Wednesday 17 June 2015

Capital III, Chapter 8 - Part 2

There will be different rates of surplus value between different countries. That means different rates of profit. Where the rate of surplus value is the same, but rate of profit differs, this is then obviously due to other causes such as the organic composition of capital. But, this is not relevant, as the question being considered is the development of an average rate of profit in a single country.

As was demonstrated, in the previous chapter, assuming a constant rate of surplus value, the changes in the rate of profit arise from two sources, 1) changes in the value of constant capital, and 2) changes in the rate of turnover of capital. However, because the mass of profit is the same as the mass of surplus value, changes in the value of constant capital do not change the mass of profit. Changes in the rate of turnover do not change the mass of profit either, but they do result in the release or tie up of existing invested capital. However, to the extent that capital is released or tied up, this could affect the volume of profit, because if tied up capital results in activity being reduced, less surplus value will be produced, and vice versa.

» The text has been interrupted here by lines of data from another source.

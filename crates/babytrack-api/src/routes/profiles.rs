use axum::Json;
use axum::extract::rejection::JsonRejection;
use axum::extract::{Path, State};
use axum::http::StatusCode;
use babytrack_core::wire::{DeleteResponse, ProfileRequest, ProfileView};
use babytrack_core::{BabyProfile, CoreError, Id, UserRecord, WriteMode};
use chrono::Utc;
use tracing::{info, warn};

use crate::auth::CurrentUser;
use crate::errors::ApiError;
use crate::routes::{owned_profile, parse_id};
use crate::state::AppState;

/// GET /profiles
///
/// Returns the caller's profiles sorted by name.
pub async fn list_profiles_handler(
    State(state): State<AppState>,
    user: CurrentUser,
) -> Result<Json<Vec<ProfileView>>, ApiError> {
    let mut profiles = state.store.list_profiles(&user.user_id).await?;
    profiles.sort_by(|a, b| {
        a.name
            .trim()
            .to_lowercase()
            .cmp(&b.name.trim().to_lowercase())
            .then_with(|| a.baby_id.cmp(&b.baby_id))
    });
    Ok(Json(profiles.iter().map(ProfileView::from).collect()))
}

/// POST /profiles
///
/// Creates a profile owned by the caller and records the caller in the
/// users table.
pub async fn create_profile_handler(
    State(state): State<AppState>,
    user: CurrentUser,
    body: Result<Json<ProfileRequest>, JsonRejection>,
) -> Result<(StatusCode, Json<ProfileView>), ApiError> {
    let Json(request) = body?;
    let name = babytrack_core::schema::validate_name(&request.name).map_err(CoreError::from)?;
    let now = Utc::now();

    state
        .store
        .upsert_user(&UserRecord {
            user_id: user.user_id.clone(),
            email: user.email.clone(),
            created_at: now,
            last_seen_at: now,
        })
        .await?;

    let profile = BabyProfile {
        user_id: user.user_id.clone(),
        baby_id: Id::generate("baby", now),
        name,
        birthday: request.birthday,
        created_at: now,
        updated_at: None,
    };
    state.store.put_profile(&profile, WriteMode::Create).await?;

    info!(user = %user.user_id, profile = %profile.baby_id, "created profile");
    Ok((StatusCode::CREATED, Json(ProfileView::from(&profile))))
}

/// GET /profiles/{profile_id}
pub async fn get_profile_handler(
    State(state): State<AppState>,
    user: CurrentUser,
    Path(profile_id): Path<String>,
) -> Result<Json<ProfileView>, ApiError> {
    let profile_id = parse_id(&profile_id)?;
    let profile = owned_profile(&state, &user, &profile_id).await?;
    Ok(Json(ProfileView::from(&profile)))
}

/// PUT /profiles/{profile_id}
///
/// Replaces the name and birthday of an existing profile.
pub async fn update_profile_handler(
    State(state): State<AppState>,
    user: CurrentUser,
    Path(profile_id): Path<String>,
    body: Result<Json<ProfileRequest>, JsonRejection>,
) -> Result<Json<ProfileView>, ApiError> {
    let profile_id = parse_id(&profile_id)?;
    let Json(request) = body?;
    let name = babytrack_core::schema::validate_name(&request.name).map_err(CoreError::from)?;

    let existing = owned_profile(&state, &user, &profile_id).await?;
    let profile = BabyProfile {
        name,
        birthday: request.birthday,
        updated_at: Some(Utc::now()),
        ..existing
    };
    state.store.put_profile(&profile, WriteMode::Replace).await?;

    Ok(Json(ProfileView::from(&profile)))
}

/// DELETE /profiles/{profile_id}
///
/// Deletes the profile together with its tracker entries and the caller's
/// custom checklist items for it.
pub async fn delete_profile_handler(
    State(state): State<AppState>,
    user: CurrentUser,
    Path(profile_id): Path<String>,
) -> Result<Json<DeleteResponse>, ApiError> {
    let profile_id = parse_id(&profile_id)?;
    owned_profile(&state, &user, &profile_id).await?;

    let entries = state.store.list_entries(&profile_id, None).await?;
    let mut removed_entries = 0;
    for entry in &entries {
        match state.store.delete_entry(&profile_id, &entry.entry_id).await {
            Ok(()) => removed_entries += 1,
            // Already gone: a concurrent delete got there first.
            Err(CoreError::NotFound(_)) => {
                warn!(entry = %entry.entry_id, "entry vanished during cascade delete");
            }
            Err(e) => return Err(e.into()),
        }
    }

    let custom_items = state
        .store
        .list_checklist(&user.user_id)
        .await?
        .into_iter()
        .filter(|r| r.is_custom() && r.profile_id.as_ref() == Some(&profile_id));
    for record in custom_items {
        match state
            .store
            .delete_checklist_record(&user.user_id, &record.item_id)
            .await
        {
            Ok(()) | Err(CoreError::NotFound(_)) => {}
            Err(e) => return Err(e.into()),
        }
    }

    state.store.delete_profile(&user.user_id, &profile_id).await?;

    info!(
        user = %user.user_id,
        profile = %profile_id,
        removed_entries,
        "deleted profile"
    );
    Ok(Json(DeleteResponse {
        deleted: true,
        id: profile_id,
        removed_entries: Some(removed_entries),
    }))
}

The conclusion then is that in different productive spheres, where different organic compositions of capital, and different rates of turnover exist, there must be different rates of profit, because the assumption is that there is a single rate of surplus value. In speaking of the organic composition, or rate of turnover of capital here, what is being referred to is the average in that sphere or industry.

Because wages, the working-day and the rate of surplus value are all held constant, any given value of variable capital acts as an index of the actual amount of labour-power employed. If variable capital rises from £1,000 to £2,000, this means twice as much labour-power is employed, which also then means twice as much surplus value is produced.

As described in Volume I, the composition of capital divides in two – the technical composition and the value composition. Of the two, it is the technical composition that is decisive. At any point it is technically determined by the level of technology and development of the productive forces. A given number of workers will be required to operate a given number of machines, and process a given amount of material in a specific period of time.

“This proportion forms the technical composition of capital and is the real basis of its organic composition.” (p 145)

But, there can be, between different industries, the same technical composition, but very different organic compositions. The same kinds of technical composition exists in industries using copper and iron, but because copper costs much more than iron the value relation between the constant capital and variable capital in the two industries is very different.

A difference in the value of constant capital then could be due to either a different technical composition or due to the difference in the value composition, i.e. it could be because more material is processed relatively in one sphere, or it could be that the material itself is more valuable. Both situations have to be analysed separately.